A captive subordinate must appease the abuser in order to avoid retaliation; this has a soul-warping effect. Symptoms of CPTSD include “a chronic and pervasive sense of helplessness, paralysis of initiative, shame, guilt, self-blame, a sense of defilement or stigma” and “attributing total power to the perpetrator, becoming preoccupied with the relationship to the perpetrator, including a preoccupation with revenge, idealization or paradoxical gratitude, seeking approval from the perpetrator, a sense of a special relationship with the perpetrator or acceptance of the perpetrator’s belief system or rationalizations.”  In other words, captives are at risk for developing something like Nietzsche’s “slave morality”, characterized by shame, submission, and appeasement towards the perpetrator.

Here’s John Darnielle talking about the thing:

“My stepfather wanted me to write Marxist poetry; if it didn’t serve the revolution, it wasn’t worthwhile.” I asked him what his mother thought, and he let out a sad laugh. “You have to understand the dynamic of the abused household. What you think doesn’t matter. Your thoughts are passing. They are positions you adopt to survive.”

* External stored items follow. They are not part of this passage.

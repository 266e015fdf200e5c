//! RPC server implementation.

use super::routes::create_router;
use super::state::{RpcState, SharedCycleManager};
use std::net::SocketAddr;
use thiserror::Error;
use tokio::task::JoinHandle;
use tracing::{error, info};

/// Errors from the RPC server.
#[derive(Debug, Error)]
pub enum RpcServerError {
    #[error("Failed to bind to address: {0}")]
    BindError(#[from] std::io::Error),
}

/// Configuration for the RPC server.
#[derive(Debug, Clone)]
pub struct RpcServerConfig {
    /// Address to listen on.
    pub listen_addr: SocketAddr,
    /// Enable metrics endpoint.
    pub metrics_enabled: bool,
}

impl Default for RpcServerConfig {
    fn default() -> Self {
        Self {
            listen_addr: SocketAddr::from(([0, 0, 0, 0], 3000)),
            metrics_enabled: true,
        }
    }
}

/// Handle for controlling a running RPC server.
pub struct RpcServerHandle {
    /// Task handle for the server.
    task: JoinHandle<()>,
    /// Address actually bound (resolves port 0).
    local_addr: SocketAddr,
}

impl RpcServerHandle {
    /// The bound address.
    pub fn local_addr(&self) -> SocketAddr {
        self.local_addr
    }

    /// Abort the server.
    pub fn abort(&self) {
        self.task.abort();
    }

    /// Wait for the server to finish.
    pub async fn join(self) -> Result<(), tokio::task::JoinError> {
        self.task.await
    }
}

/// HTTP server for the color cycle API.
pub struct RpcServer {
    config: RpcServerConfig,
    state: RpcState,
}

impl RpcServer {
    /// Create a new RPC server around a shared cycle manager.
    pub fn new(config: RpcServerConfig, cycle: SharedCycleManager) -> Self {
        let state = RpcState::new(cycle, config.metrics_enabled);
        Self { config, state }
    }

    /// Start the server and return a handle for control.
    pub async fn start(self) -> Result<RpcServerHandle, RpcServerError> {
        let router = create_router(self.state);

        let listener = tokio::net::TcpListener::bind(self.config.listen_addr).await?;
        let local_addr = listener.local_addr()?;
        info!(addr = %local_addr, "RPC server listening");

        let task = tokio::spawn(async move {
            if let Err(e) = axum::serve(listener, router).await {
                error!(error = ?e, "RPC server error");
            }
        });

        Ok(RpcServerHandle { task, local_addr })
    }

    /// Start and serve until shutdown (convenience method).
    pub async fn serve(self) -> Result<(), RpcServerError> {
        let handle = self.start().await?;
        let _ = handle.join().await;
        Ok(())
    }
}

#[cfg(test)]
mod tests {
    use super::*;
    use chroma_cycle::CycleManager;
    use chroma_storage::{MemoryStore, StateStore};
    use std::sync::Arc;

    fn test_cycle() -> SharedCycleManager {
        let store: Box<dyn StateStore> = Box::new(MemoryStore::new());
        Arc::new(CycleManager::with_seed(store, 1))
    }

    #[test]
    fn test_default_config() {
        let config = RpcServerConfig::default();
        assert_eq!(config.listen_addr.port(), 3000);
        assert!(config.metrics_enabled);
    }

    #[tokio::test]
    async fn test_server_start_on_ephemeral_port() {
        let config = RpcServerConfig {
            listen_addr: SocketAddr::from(([127, 0, 0, 1], 0)),
            metrics_enabled: false,
        };
        let handle = RpcServer::new(config, test_cycle()).start().await.unwrap();

        assert_ne!(handle.local_addr().port(), 0);
        handle.abort();
        assert!(handle.join().await.unwrap_err().is_cancelled());
    }

    #[tokio::test]
    async fn test_server_bind_conflict() {
        let listener = tokio::net::TcpListener::bind("127.0.0.1:0").await.unwrap();
        let taken = listener.local_addr().unwrap();

        let config = RpcServerConfig {
            listen_addr: taken,
            metrics_enabled: false,
        };
        let result = RpcServer::new(config, test_cycle()).start().await;
        assert!(matches!(result, Err(RpcServerError::BindError(_))));
    }
}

The physical behaviors of shame (gaze aversion, shifty eyes, nervous smiles, downcast head, and slouched, forward-leaning postures)[3] are also common mammalian appeasement displays; subordinate monkeys and apes also have a “fear smile” and don’t meet the gaze of dominants.[4] It seems quite clear that the psychological problem of chronic shame as a result of abuse is a result of having to engage in prolonged appeasement behavior on pain of punishment.

A subordinate primate is not a healthy primate. Robert Sapolsky [5] has an overview article about how low-ranked primates are more stressed and more susceptible to disease in hierarchical species.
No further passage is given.